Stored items

[Start of Attachment]

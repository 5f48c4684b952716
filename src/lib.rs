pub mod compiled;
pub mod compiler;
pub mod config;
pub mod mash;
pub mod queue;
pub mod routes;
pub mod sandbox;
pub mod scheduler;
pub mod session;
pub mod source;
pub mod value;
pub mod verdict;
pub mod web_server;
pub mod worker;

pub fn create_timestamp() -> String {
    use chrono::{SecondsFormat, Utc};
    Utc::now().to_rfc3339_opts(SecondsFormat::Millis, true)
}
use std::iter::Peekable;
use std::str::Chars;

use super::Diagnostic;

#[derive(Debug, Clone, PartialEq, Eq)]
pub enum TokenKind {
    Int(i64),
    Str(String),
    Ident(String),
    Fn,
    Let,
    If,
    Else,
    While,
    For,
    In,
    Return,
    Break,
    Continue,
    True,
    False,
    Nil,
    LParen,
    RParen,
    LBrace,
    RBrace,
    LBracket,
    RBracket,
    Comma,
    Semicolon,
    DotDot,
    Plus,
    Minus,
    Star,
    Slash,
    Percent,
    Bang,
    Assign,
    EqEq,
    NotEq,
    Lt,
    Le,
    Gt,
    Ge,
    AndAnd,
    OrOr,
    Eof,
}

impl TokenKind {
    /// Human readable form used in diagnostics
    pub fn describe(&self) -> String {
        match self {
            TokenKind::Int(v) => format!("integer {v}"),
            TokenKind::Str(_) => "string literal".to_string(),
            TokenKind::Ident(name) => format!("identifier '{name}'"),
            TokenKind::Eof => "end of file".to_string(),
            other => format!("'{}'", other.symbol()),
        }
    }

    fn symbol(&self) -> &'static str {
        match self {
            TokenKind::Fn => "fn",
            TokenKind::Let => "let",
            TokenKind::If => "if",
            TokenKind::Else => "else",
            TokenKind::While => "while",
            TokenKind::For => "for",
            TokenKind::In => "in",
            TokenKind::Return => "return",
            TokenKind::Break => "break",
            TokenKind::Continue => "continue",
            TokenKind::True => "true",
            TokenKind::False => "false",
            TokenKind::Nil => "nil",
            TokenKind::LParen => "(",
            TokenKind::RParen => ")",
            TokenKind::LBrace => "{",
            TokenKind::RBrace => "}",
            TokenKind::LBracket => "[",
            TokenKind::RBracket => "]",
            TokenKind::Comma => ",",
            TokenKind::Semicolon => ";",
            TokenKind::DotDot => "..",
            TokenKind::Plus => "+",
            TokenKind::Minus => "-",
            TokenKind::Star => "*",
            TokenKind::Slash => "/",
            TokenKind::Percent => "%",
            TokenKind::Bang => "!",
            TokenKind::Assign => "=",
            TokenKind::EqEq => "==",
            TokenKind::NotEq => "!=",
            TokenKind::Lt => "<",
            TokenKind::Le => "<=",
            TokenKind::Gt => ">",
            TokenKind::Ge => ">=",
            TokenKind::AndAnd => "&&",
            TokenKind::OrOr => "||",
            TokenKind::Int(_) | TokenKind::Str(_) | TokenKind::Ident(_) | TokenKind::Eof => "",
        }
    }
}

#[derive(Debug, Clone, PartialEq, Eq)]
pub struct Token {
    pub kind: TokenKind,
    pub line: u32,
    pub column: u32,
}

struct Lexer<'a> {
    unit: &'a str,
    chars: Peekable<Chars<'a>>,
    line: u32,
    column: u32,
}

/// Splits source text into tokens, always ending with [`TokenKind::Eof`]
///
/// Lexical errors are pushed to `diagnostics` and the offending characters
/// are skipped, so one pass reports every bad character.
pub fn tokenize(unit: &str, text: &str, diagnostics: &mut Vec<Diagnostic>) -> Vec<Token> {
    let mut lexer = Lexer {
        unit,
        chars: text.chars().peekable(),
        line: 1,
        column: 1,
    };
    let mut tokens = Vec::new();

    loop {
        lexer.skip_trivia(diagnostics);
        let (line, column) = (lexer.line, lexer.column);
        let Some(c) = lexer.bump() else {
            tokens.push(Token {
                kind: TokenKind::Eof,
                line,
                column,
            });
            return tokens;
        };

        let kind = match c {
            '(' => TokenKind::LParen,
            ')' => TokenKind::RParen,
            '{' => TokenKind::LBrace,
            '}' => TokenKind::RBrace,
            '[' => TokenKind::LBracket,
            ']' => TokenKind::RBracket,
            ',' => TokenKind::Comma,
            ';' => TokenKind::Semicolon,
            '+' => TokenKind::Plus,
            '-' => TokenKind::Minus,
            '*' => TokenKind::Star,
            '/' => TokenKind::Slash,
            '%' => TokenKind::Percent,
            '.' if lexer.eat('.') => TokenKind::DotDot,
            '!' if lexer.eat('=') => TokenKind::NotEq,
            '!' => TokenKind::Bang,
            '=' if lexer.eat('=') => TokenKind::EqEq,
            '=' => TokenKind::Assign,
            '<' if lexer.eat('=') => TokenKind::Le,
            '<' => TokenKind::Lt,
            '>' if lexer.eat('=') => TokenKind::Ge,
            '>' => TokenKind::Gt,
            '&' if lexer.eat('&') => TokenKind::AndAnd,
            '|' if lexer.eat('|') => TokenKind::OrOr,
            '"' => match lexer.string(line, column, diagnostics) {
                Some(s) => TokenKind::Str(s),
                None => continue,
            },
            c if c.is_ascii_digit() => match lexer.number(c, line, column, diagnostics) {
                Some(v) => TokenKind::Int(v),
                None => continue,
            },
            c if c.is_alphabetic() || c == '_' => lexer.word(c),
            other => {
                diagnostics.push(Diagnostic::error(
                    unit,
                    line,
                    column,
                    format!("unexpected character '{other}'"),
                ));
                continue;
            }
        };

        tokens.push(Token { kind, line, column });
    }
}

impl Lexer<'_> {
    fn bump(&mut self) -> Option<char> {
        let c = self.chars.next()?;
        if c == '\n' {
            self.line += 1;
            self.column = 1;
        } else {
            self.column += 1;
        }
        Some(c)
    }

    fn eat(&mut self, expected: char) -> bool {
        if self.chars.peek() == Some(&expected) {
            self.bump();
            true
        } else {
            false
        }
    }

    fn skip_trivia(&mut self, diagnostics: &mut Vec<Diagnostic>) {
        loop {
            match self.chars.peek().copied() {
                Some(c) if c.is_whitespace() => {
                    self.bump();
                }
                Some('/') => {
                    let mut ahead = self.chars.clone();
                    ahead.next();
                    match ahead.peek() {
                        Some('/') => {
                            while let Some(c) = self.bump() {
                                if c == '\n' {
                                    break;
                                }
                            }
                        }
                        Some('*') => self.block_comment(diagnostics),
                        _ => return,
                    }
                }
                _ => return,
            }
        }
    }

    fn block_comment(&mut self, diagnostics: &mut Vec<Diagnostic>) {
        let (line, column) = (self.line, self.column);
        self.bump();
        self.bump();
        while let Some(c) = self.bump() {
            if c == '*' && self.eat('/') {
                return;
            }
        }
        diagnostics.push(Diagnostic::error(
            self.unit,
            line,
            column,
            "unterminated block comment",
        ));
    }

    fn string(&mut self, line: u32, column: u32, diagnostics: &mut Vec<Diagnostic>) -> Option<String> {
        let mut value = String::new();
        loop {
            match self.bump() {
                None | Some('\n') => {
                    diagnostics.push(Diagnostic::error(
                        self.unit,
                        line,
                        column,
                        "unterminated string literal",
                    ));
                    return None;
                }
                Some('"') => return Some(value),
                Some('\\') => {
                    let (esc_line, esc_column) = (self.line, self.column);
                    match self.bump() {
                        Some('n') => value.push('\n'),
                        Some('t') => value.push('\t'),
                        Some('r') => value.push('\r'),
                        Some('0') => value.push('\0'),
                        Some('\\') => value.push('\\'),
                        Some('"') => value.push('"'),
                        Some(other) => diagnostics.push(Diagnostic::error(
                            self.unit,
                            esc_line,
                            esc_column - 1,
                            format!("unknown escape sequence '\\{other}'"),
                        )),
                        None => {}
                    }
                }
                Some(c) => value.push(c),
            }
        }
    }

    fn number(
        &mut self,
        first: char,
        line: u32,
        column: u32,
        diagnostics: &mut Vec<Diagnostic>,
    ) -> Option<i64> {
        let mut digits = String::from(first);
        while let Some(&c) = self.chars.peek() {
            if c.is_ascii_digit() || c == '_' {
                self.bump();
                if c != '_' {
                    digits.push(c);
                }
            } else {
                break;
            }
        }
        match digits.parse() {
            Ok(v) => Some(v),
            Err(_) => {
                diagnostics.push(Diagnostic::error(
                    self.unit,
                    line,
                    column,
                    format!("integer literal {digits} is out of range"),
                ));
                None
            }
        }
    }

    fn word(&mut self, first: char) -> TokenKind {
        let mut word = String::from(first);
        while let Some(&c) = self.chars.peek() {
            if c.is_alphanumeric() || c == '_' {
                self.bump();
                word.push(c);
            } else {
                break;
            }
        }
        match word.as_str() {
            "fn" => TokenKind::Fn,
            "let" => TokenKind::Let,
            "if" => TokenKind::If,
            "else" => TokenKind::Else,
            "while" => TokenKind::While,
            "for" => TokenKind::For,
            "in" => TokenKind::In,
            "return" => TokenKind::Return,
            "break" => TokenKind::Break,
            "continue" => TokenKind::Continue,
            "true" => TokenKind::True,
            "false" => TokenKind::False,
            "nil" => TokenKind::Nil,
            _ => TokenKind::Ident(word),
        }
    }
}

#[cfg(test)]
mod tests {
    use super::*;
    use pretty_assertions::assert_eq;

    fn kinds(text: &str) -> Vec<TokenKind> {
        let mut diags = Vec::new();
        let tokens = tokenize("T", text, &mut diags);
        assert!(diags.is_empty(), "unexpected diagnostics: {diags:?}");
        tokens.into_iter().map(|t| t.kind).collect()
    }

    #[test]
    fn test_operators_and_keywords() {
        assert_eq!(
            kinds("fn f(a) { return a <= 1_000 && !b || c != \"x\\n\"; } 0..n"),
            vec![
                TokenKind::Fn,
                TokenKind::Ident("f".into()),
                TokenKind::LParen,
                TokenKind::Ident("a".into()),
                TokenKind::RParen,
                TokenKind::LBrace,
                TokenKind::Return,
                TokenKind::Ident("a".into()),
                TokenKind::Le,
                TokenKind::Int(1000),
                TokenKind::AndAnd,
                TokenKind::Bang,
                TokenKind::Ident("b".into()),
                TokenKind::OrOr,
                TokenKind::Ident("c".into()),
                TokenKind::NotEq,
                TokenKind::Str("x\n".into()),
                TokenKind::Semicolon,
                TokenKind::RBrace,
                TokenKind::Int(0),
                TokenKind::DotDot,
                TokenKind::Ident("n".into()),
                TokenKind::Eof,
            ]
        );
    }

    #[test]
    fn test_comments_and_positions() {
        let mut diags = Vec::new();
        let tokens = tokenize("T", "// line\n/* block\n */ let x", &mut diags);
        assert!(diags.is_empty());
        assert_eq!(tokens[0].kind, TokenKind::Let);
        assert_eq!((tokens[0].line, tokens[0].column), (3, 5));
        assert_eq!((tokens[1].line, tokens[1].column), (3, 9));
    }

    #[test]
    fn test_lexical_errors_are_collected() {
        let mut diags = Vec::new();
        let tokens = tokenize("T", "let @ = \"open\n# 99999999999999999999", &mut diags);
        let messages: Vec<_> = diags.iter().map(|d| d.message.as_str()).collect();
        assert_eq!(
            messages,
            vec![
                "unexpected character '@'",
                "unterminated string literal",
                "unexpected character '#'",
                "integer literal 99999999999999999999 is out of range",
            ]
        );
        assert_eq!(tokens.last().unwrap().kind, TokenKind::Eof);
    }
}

[End of Attachment]

▸ ASSIGNED TASK
Given the word "Plus", show every line of the records that contains it.

▸ EXERCISE RESULT
    Plus,
            TokenKind::Plus => "+",
            '+' => TokenKind::Plus,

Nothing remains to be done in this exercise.